• [EXERCISE DESCRIPTION]
Pull out each line of the data that includes the word "StatusCommand".

::::::

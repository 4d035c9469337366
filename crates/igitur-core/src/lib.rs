//! igitur Core - Domain types, ports and configuration
//!
//! This crate contains the hexagonal architecture core with:
//! - **Domain entities** - `Entry`, `SyncReport`, `SessionToken`, `Event`, `MediaItem`
//! - **Port definitions** - Traits for adapters: `IRemoteDrive`, `ILocalTree`,
//!   `ISessionProvider`, `IEventSource`, `IImageCompressor`
//! - **Configuration** - YAML-backed settings shared by the CLI and the engine
//!
//! # Architecture
//!
//! This crate follows the hexagonal (ports & adapters) architecture pattern.
//! The domain module contains pure data and validation with no I/O.
//! Ports define trait interfaces that adapter crates implement; the
//! reconciliation engine in `igitur-sync` drives them.

pub mod config;
pub mod domain;
pub mod ports;
//! Integration tests for the login form flow and the session profile

use tempfile::TempDir;
use wiremock::matchers::{body_string_contains, method, path};
use wiremock::{Mock, MockServer, ResponseTemplate};

use igitur_core::config::SessionConfig;
use igitur_core::ports::session::ISessionProvider;
use igitur_gaudeam::{GaudeamError, GaudeamSessionProvider};

use crate::common;

const LOGIN_PAGE: &str = r#"<!DOCTYPE html><html><body>
<form class="new_user" action="/login" method="post">
  <input type="hidden" name="authenticity_token" value="tok123" autocomplete="off" />
  <input type="email" name="user[email]" id="user_email" />
</form></body></html>"#;

fn provider_for(server: &MockServer, dir: &TempDir) -> GaudeamSessionProvider {
    let config = SessionConfig {
        profile_path: dir.path().join("session.json"),
        login_url: format!("{}/login", server.uri()),
        service_domain: "gaudeam.de".to_string(),
    };
    GaudeamSessionProvider::new(&config)
        .expect("provider")
        .with_instance_base_url(server.uri())
}

async fn mount_login_page(server: &MockServer) {
    Mock::given(method("GET"))
        .and(path("/login"))
        .respond_with(
            ResponseTemplate::new(200)
                .set_body_string(LOGIN_PAGE)
                .append_header("Set-Cookie", "_gaudeam_session=pre-login; path=/; HttpOnly"),
        )
        .mount(server)
        .await;
}

async fn mount_login_success(server: &MockServer) {
    Mock::given(method("POST"))
        .and(path("/login"))
        .and(body_string_contains("authenticity_token=tok123"))
        .and(body_string_contains("user%5Bemail%5D=max%40example.com"))
        .and(body_string_contains(
            "user%5Bremember_me%5D=0&user%5Bremember_me%5D=1",
        ))
        .and(body_string_contains("commit=Einloggen"))
        .respond_with(
            ResponseTemplate::new(302)
                .insert_header("Location", "https://aldania.gaudeam.de/")
                .append_header("Set-Cookie", "_gaudeam_session=s3ss10n; path=/; HttpOnly"),
        )
        .mount(server)
        .await;
}

#[tokio::test]
async fn test_login_stores_session() {
    let (server, _client) = common::setup_gaudeam_mock().await;
    mount_login_page(&server).await;
    mount_login_success(&server).await;
    let dir = TempDir::new().unwrap();
    let provider = provider_for(&server, &dir);

    let token = provider
        .login("max@example.com", "geheim")
        .await
        .expect("login failed");

    assert_eq!(token.cookie(), "s3ss10n");
    assert_eq!(token.subdomain(), "aldania");

    let stored = provider.store().load().await.unwrap().expect("profile written");
    assert_eq!(stored, token);
}

#[tokio::test]
async fn test_rejected_credentials_fail_without_profile() {
    let (server, _client) = common::setup_gaudeam_mock().await;
    mount_login_page(&server).await;
    Mock::given(method("POST"))
        .and(path("/login"))
        .respond_with(ResponseTemplate::new(200).set_body_string(LOGIN_PAGE))
        .mount(&server)
        .await;
    let dir = TempDir::new().unwrap();
    let provider = provider_for(&server, &dir);

    let err = provider.login("max@example.com", "falsch").await.unwrap_err();

    let gaudeam = err.downcast_ref::<GaudeamError>().expect("GaudeamError");
    assert!(gaudeam.is_auth_error());
    assert!(provider.store().load().await.unwrap().is_none());
}

#[tokio::test]
async fn test_login_page_without_token_fails() {
    let server = MockServer::start().await;
    Mock::given(method("GET"))
        .and(path("/login"))
        .respond_with(ResponseTemplate::new(200).set_body_string("<html>Wartungsarbeiten</html>"))
        .mount(&server)
        .await;
    let dir = TempDir::new().unwrap();

    let result = provider_for(&server, &dir).login("max@example.com", "x").await;
    assert!(result.is_err());
}

#[tokio::test]
async fn test_current_session_validates_stored_profile() {
    let (server, _client) = common::setup_gaudeam_mock().await;
    mount_login_page(&server).await;
    mount_login_success(&server).await;
    let dir = TempDir::new().unwrap();
    let provider = provider_for(&server, &dir);

    assert!(provider.current_session().await.unwrap().is_none());

    provider.login("max@example.com", "geheim").await.unwrap();
    let session = provider.current_session().await.unwrap();
    assert_eq!(session.map(|s| s.subdomain().to_string()), Some("aldania".to_string()));
}

#[tokio::test]
async fn test_expired_session_is_reported_as_absent() {
    let server = MockServer::start().await;
    Mock::given(method("GET"))
        .and(path("/api/v1/current_member"))
        .respond_with(ResponseTemplate::new(401))
        .mount(&server)
        .await;
    let dir = TempDir::new().unwrap();
    let provider = provider_for(&server, &dir);
    provider
        .store()
        .save(&igitur_core::domain::SessionToken::new("old", "aldania").unwrap())
        .await
        .unwrap();

    assert!(provider.current_session().await.unwrap().is_none());
}

#[tokio::test]
async fn test_member_info_and_logout() {
    let (server, _client) = common::setup_gaudeam_mock().await;
    mount_login_page(&server).await;
    mount_login_success(&server).await;
    let dir = TempDir::new().unwrap();
    let provider = provider_for(&server, &dir);

    let token = provider.login("max@example.com", "geheim").await.unwrap();
    let info = provider.member_info(&token).await.unwrap();
    assert_eq!(info.email, "max@example.com");
    assert_eq!(info.instance_url, server.uri());

    assert!(provider.logout().await.unwrap());
    assert!(!provider.logout().await.unwrap());
}
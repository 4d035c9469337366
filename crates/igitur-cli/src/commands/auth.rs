//! Session commands
//!
//! 1. `login` - Posts the Gaudeam login form and stores the session profile.
//! 2. `logout` - Removes the session profile.
//! 3. `status` - Shows the logged-in member and instance.

use std::io::{self, BufRead, Write};

use anyhow::{bail, Context as _, Result};
use clap::Args;
use tracing::info;

use igitur_core::ports::session::ISessionProvider;
use igitur_sync::SyncError;

use super::Context;

#[derive(Debug, Args)]
pub struct LoginCommand {
    /// Account email; prompted for if omitted
    #[arg(short = 'u', long = "user")]
    pub email: Option<String>,

    /// Account password; prompted for without echo if omitted
    #[arg(short, long)]
    pub password: Option<String>,
}

fn prompt_line(prompt: &str) -> Result<String> {
    eprint!("{prompt}");
    io::stderr().flush()?;
    let mut line = String::new();
    io::stdin()
        .lock()
        .read_line(&mut line)
        .context("Failed to read from stdin")?;
    Ok(line.trim().to_string())
}

impl LoginCommand {
    /// Execute the login flow:
    /// 1. Ask for missing credentials
    /// 2. Post the login form and store the session profile
    /// 3. Fetch the member to confirm the session works
    pub async fn execute(&self, ctx: &Context) -> Result<()> {
        let fmt = ctx.formatter();

        let email = match &self.email {
            Some(email) => email.clone(),
            None => tokio::task::block_in_place(|| prompt_line("Email: "))?,
        };
        if email.is_empty() {
            bail!("An email address is required");
        }
        let password = match &self.password {
            Some(password) => password.clone(),
            None => tokio::task::block_in_place(|| rpassword::prompt_password("Password: "))
                .context("Failed to read password")?,
        };

        info!(email = %email, "Logging in");
        fmt.info("Logging in...");

        let provider = ctx.session_provider()?;
        let token = provider.login(&email, &password).await?;
        let member = provider
            .member_info(&token)
            .await
            .context("Logged in, but the instance rejected the new session")?;

        if ctx.is_json() {
            fmt.print_json(&serde_json::json!({
                "authenticated": true,
                "email": member.email,
                "instance_url": member.instance_url,
                "profile": provider.store().path().display().to_string(),
            }));
        } else {
            fmt.success(&format!("Logged in as {}", member.email));
            fmt.info(&format!("Instance: {}", member.instance_url));
            fmt.info(&format!("Session stored in {}", provider.store().path().display()));
        }
        Ok(())
    }
}

#[derive(Debug, Args)]
pub struct LogoutCommand;

impl LogoutCommand {
    pub async fn execute(&self, ctx: &Context) -> Result<()> {
        let fmt = ctx.formatter();
        let removed = ctx.session_provider()?.logout().await?;

        if ctx.is_json() {
            fmt.print_json(&serde_json::json!({ "logged_out": removed }));
        } else if removed {
            fmt.success("Logged out successfully");
        } else {
            fmt.info("No stored session. Nothing to log out.");
        }
        Ok(())
    }
}

#[derive(Debug, Args)]
pub struct StatusCommand;

impl StatusCommand {
    /// Exits non-zero when there is no usable session
    pub async fn execute(&self, ctx: &Context) -> Result<()> {
        let fmt = ctx.formatter();
        let provider = ctx.session_provider()?;

        let Some(token) = provider.current_session().await? else {
            if ctx.is_json() {
                fmt.print_json(&serde_json::json!({ "authenticated": false }));
            }
            return Err(SyncError::Auth("no valid session".to_string()).into());
        };
        let member = provider.member_info(&token).await?;

        if ctx.is_json() {
            fmt.print_json(&serde_json::json!({
                "authenticated": true,
                "email": member.email,
                "instance_url": member.instance_url,
                "logged_in_at": token.created_at().map(|t| t.to_rfc3339()),
            }));
        } else {
            fmt.success(&format!("Logged in as {}", member.email));
            fmt.info(&format!("Instance:     {}", member.instance_url));
            match token.created_at() {
                Some(at) => fmt.info(&format!(
                    "Logged in at: {}",
                    at.format("%Y-%m-%d %H:%M:%S UTC")
                )),
                None => fmt.info("Logged in at: unknown"),
            }
        }
        Ok(())
    }
}
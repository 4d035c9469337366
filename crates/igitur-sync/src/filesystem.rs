//! Local filesystem adapter (secondary/driven adapter)
//!
//! Implements [`ILocalTree`] using `tokio::fs` for async file operations.
//!
//! ## Design Decisions
//!
//! - **Atomic writes**: content goes to a hidden partial file in the target
//!   directory first and is renamed into place once complete and synced, so
//!   the final name never points at a truncated file.
//! - **Partial files are invisible**: names of the form
//!   `.igitur-<uuid>.partial` are left out of listings and existence checks.
//! - **Stable listings**: children are returned sorted by name.

use std::io::ErrorKind;

use anyhow::{bail, Context};
use chrono::DateTime;
use tokio::io::AsyncWriteExt;
use tracing::{debug, instrument, warn};

use igitur_core::domain::entry::{Entry, EntryIdentity, EntryKind};
use igitur_core::domain::newtypes::LocalPath;
use igitur_core::ports::local_tree::{FileSystemState, ILocalTree};

const PARTIAL_PREFIX: &str = ".igitur-";
const PARTIAL_SUFFIX: &str = ".partial";

/// Whether `name` is the hidden partial file of an in-progress write
pub fn is_partial_file(name: &str) -> bool {
    name.starts_with(PARTIAL_PREFIX) && name.ends_with(PARTIAL_SUFFIX)
}

fn partial_file_name() -> String {
    format!("{PARTIAL_PREFIX}{}{PARTIAL_SUFFIX}", uuid::Uuid::new_v4())
}

// ============================================================================
// LocalFileSystemAdapter
// ============================================================================

/// Adapter that bridges the [`ILocalTree`] port to the real filesystem.
///
/// This is a zero-sized struct because all operations derive their context
/// from the [`LocalPath`] arguments.
#[derive(Debug, Clone, Default)]
pub struct LocalFileSystemAdapter;

impl LocalFileSystemAdapter {
    /// Create a new `LocalFileSystemAdapter`.
    #[must_use]
    pub fn new() -> Self {
        Self
    }
}

#[async_trait::async_trait]
impl ILocalTree for LocalFileSystemAdapter {
    #[instrument(skip(self), fields(path = %path))]
    async fn list_folder(&self, path: &LocalPath) -> anyhow::Result<Vec<Entry>> {
        let mut dir = tokio::fs::read_dir(path.as_path())
            .await
            .with_context(|| format!("Failed to read directory: {path}"))?;

        let mut entries = Vec::new();
        while let Some(child) = dir.next_entry().await? {
            let raw_name = child.file_name();
            let Some(name) = raw_name.to_str() else {
                warn!(name = ?raw_name, "Skipping non UTF-8 name");
                continue;
            };
            if is_partial_file(name) {
                continue;
            }

            // Follows symlinks, so a link to a directory is a folder
            let metadata = match tokio::fs::metadata(child.path()).await {
                Ok(m) => m,
                Err(e) => {
                    warn!(name, error = %e, "Skipping unreadable entry");
                    continue;
                }
            };
            let kind = if metadata.is_dir() {
                EntryKind::Folder
            } else {
                EntryKind::File
            };

            let child_path = path.join(name)?;
            let mut entry = Entry::new(name, kind, EntryIdentity::Local(child_path))?
                .with_parent(EntryIdentity::Local(path.clone()));
            if kind == EntryKind::File {
                entry = entry.with_size(metadata.len());
            }
            entries.push(entry);
        }

        entries.sort_by(|a, b| a.name.cmp(&b.name));
        debug!(count = entries.len(), "listed directory");
        Ok(entries)
    }

    async fn exists(&self, dir: &LocalPath, name: &str) -> anyhow::Result<bool> {
        if is_partial_file(name) {
            return Ok(false);
        }
        let target = dir.join(name)?;
        match tokio::fs::symlink_metadata(target.as_path()).await {
            Ok(_) => Ok(true),
            Err(e) if e.kind() == ErrorKind::NotFound => Ok(false),
            Err(e) => Err(e).with_context(|| format!("Failed to stat {target}")),
        }
    }

    #[instrument(skip(self), fields(dir = %dir))]
    async fn mkdir(&self, dir: &LocalPath, name: &str) -> anyhow::Result<LocalPath> {
        let target = dir.join(name)?;
        match tokio::fs::create_dir(target.as_path()).await {
            Ok(()) => {
                debug!(name, "directory created");
                Ok(target)
            }
            Err(e) if e.kind() == ErrorKind::AlreadyExists => {
                let metadata = tokio::fs::metadata(target.as_path()).await?;
                if !metadata.is_dir() {
                    bail!("Cannot create directory {target}: a file of that name exists");
                }
                Ok(target)
            }
            Err(e) => Err(e).with_context(|| format!("Failed to create directory {target}")),
        }
    }

    #[instrument(skip(self, data), fields(dir = %dir, bytes = data.len()))]
    async fn write_file_atomic(
        &self,
        dir: &LocalPath,
        name: &str,
        data: &[u8],
    ) -> anyhow::Result<LocalPath> {
        let target = dir.join(name)?;
        // Same directory, so the rename stays on one filesystem
        let tmp_path = dir.as_path().join(partial_file_name());

        debug!(?tmp_path, "writing to partial file");
        let written = async {
            let mut file = tokio::fs::File::create(&tmp_path).await?;
            file.write_all(data).await?;
            file.sync_all().await?;
            tokio::fs::rename(&tmp_path, target.as_path()).await
        }
        .await;

        if let Err(e) = written {
            let _ = tokio::fs::remove_file(&tmp_path).await;
            return Err(e).with_context(|| format!("Failed to write {target}"));
        }

        debug!("write complete");
        Ok(target)
    }

    #[instrument(skip(self), fields(path = %path))]
    async fn read_file(&self, path: &LocalPath) -> anyhow::Result<Vec<u8>> {
        let data = tokio::fs::read(path.as_path())
            .await
            .with_context(|| format!("Failed to read {path}"))?;
        debug!(bytes = data.len(), "file read complete");
        Ok(data)
    }

    async fn get_state(&self, path: &LocalPath) -> anyhow::Result<FileSystemState> {
        let metadata = match tokio::fs::metadata(path.as_path()).await {
            Ok(m) => m,
            Err(e) if e.kind() == ErrorKind::NotFound => {
                return Ok(FileSystemState::not_found());
            }
            Err(e) => return Err(e.into()),
        };

        let modified = metadata.modified().ok().and_then(|st| {
            st.duration_since(std::time::UNIX_EPOCH)
                .ok()
                .and_then(|dur| DateTime::from_timestamp(dur.as_secs() as i64, dur.subsec_nanos()))
        });

        Ok(FileSystemState {
            exists: true,
            is_file: metadata.is_file(),
            size: if metadata.is_file() { metadata.len() } else { 0 },
            modified,
        })
    }

    async fn create_dir_all(&self, path: &LocalPath) -> anyhow::Result<()> {
        tokio::fs::create_dir_all(path.as_path())
            .await
            .with_context(|| format!("Failed to create {path}"))
    }
}

// ============================================================================
// Unit tests
// ============================================================================
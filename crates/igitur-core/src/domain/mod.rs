//! Domain entities and business logic
//!
//! This module contains the core domain types for igitur:
//! - Newtypes for validated identifiers and local paths
//! - Tree entries shared by the remote and local side
//! - Transfer classification and run reports
//! - Session tokens
//! - Calendar events and their media
//! - Domain-specific error types

pub mod entry;
pub mod errors;
pub mod event;
pub mod newtypes;
pub mod report;
pub mod session;

// Re-export commonly used types
pub use entry::{Entry, EntryIdentity, EntryKind};
pub use errors::DomainError;
pub use event::{
    event_folder_name, parse_event_date, sanitize_component, Event, GalleryGroup, MediaItem,
};
pub use newtypes::*;
pub use report::{
    CleanupReport, CollisionPolicy, FailureKind, SkipDecision, SyncReport, SyncStatus, TransferDirection,
    TransferFailure, TransferTask,
};
pub use session::SessionToken;
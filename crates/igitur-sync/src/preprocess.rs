//! Image preprocessing for `upload-images`
//!
//! Every accepted image is compressed into a private temporary directory
//! and the compressed bytes are uploaded under the original name. Files
//! that are not accepted are excluded from the walk.

use std::path::{Path, PathBuf};
use std::sync::Arc;

use anyhow::{anyhow, Context, Result};
use tempfile::TempDir;
use tracing::debug;

use igitur_core::config::ImagesConfig;
use igitur_core::domain::entry::{Entry, EntryIdentity};
use igitur_core::ports::image_compressor::{CompressionSettings, IImageCompressor};

use crate::tree::{LocalTree, SourceTree};

/// Extensions processed when none are configured
pub const DEFAULT_IMAGE_EXTENSIONS: &[&str] = &[".jpg", ".jpeg", ".png"];

/// Compressed copy of one image
///
/// The temporary directory, and with it the copy, is removed on drop.
#[derive(Debug)]
pub struct PreparedImage {
    _dir: TempDir,
    path: PathBuf,
}

impl PreparedImage {
    pub fn path(&self) -> &Path {
        &self.path
    }

    pub async fn read(&self) -> Result<Vec<u8>> {
        tokio::fs::read(&self.path)
            .await
            .with_context(|| format!("Failed to read compressed copy {}", self.path.display()))
    }
}

/// Filters and compresses images ahead of upload
#[derive(Clone)]
pub struct ImagePreprocessor {
    compressor: Arc<dyn IImageCompressor>,
    settings: CompressionSettings,
    allowed_extensions: Vec<String>,
    skip_names: Vec<String>,
}

impl ImagePreprocessor {
    pub fn new(compressor: Arc<dyn IImageCompressor>, settings: CompressionSettings) -> Self {
        Self {
            compressor,
            settings,
            allowed_extensions: DEFAULT_IMAGE_EXTENSIONS
                .iter()
                .map(|e| e.to_string())
                .collect(),
            skip_names: Vec::new(),
        }
    }

    pub fn from_config(config: &ImagesConfig, compressor: Arc<dyn IImageCompressor>) -> Self {
        Self::new(compressor, config.compression_settings())
            .with_allowed_extensions(config.allowed_extensions.clone())
            .with_skip_names(config.skip_names.clone())
    }

    pub fn with_allowed_extensions(mut self, extensions: Vec<String>) -> Self {
        self.allowed_extensions = extensions.iter().map(|e| e.to_lowercase()).collect();
        self
    }

    /// Adds name fragments that exclude a file
    pub fn with_skip_names(mut self, patterns: impl IntoIterator<Item = String>) -> Self {
        self.skip_names
            .extend(patterns.into_iter().map(|p| p.to_lowercase()));
        self
    }

    pub fn settings(&self) -> &CompressionSettings {
        &self.settings
    }

    /// Whether `name` has an allowed extension and matches no skip pattern
    ///
    /// Both checks ignore case.
    pub fn accepts(&self, name: &str) -> bool {
        let lower = name.to_lowercase();
        self.allowed_extensions.iter().any(|ext| lower.ends_with(ext.as_str()))
            && !self
                .skip_names
                .iter()
                .any(|pattern| lower.contains(pattern.as_str()))
    }

    /// Compresses `source` into a fresh temporary directory
    ///
    /// The copy keeps the source's file name, and with it its format.
    ///
    /// # Errors
    /// Returns error if the compressor fails; the caller must not fall back
    /// to the original file.
    pub async fn prepare(&self, source: &Path) -> Result<PreparedImage> {
        let file_name = source
            .file_name()
            .ok_or_else(|| anyhow!("{} has no file name", source.display()))?;
        let dir = tempfile::Builder::new()
            .prefix("igitur-img-")
            .tempdir()
            .context("Failed to create temporary directory")?;
        let path = dir.path().join(file_name);

        let compressor = Arc::clone(&self.compressor);
        let settings = self.settings;
        let (src, dst) = (source.to_path_buf(), path.clone());
        tokio::task::spawn_blocking(move || compressor.compress(&src, &dst, &settings))
            .await
            .context("Compression task panicked")?
            .with_context(|| format!("Failed to compress {}", source.display()))?;

        debug!(source = %source.display(), "Prepared compressed copy");
        Ok(PreparedImage { _dir: dir, path })
    }
}

// ============================================================================
// CompressedImageSource
// ============================================================================

/// Local tree whose files are read through the preprocessor
pub struct CompressedImageSource {
    local: LocalTree,
    preprocessor: ImagePreprocessor,
}

impl CompressedImageSource {
    pub fn new(local: LocalTree, preprocessor: ImagePreprocessor) -> Self {
        Self {
            local,
            preprocessor,
        }
    }
}

#[async_trait::async_trait]
impl SourceTree for CompressedImageSource {
    async fn list(&self, folder: &EntryIdentity) -> Result<Vec<Entry>> {
        SourceTree::list(&self.local, folder).await
    }

    async fn read(&self, file: &Entry) -> Result<Vec<u8>> {
        let path = file
            .identity
            .as_local()
            .ok_or_else(|| anyhow!("{} is not a local entry", file.identity))?;
        let prepared = self.preprocessor.prepare(path.as_path()).await?;
        prepared.read().await
    }

    fn admits(&self, file: &Entry) -> bool {
        self.preprocessor.accepts(&file.name)
    }
}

::::::

• [TASK OUTPUT]
pub struct StatusCommand;
impl StatusCommand {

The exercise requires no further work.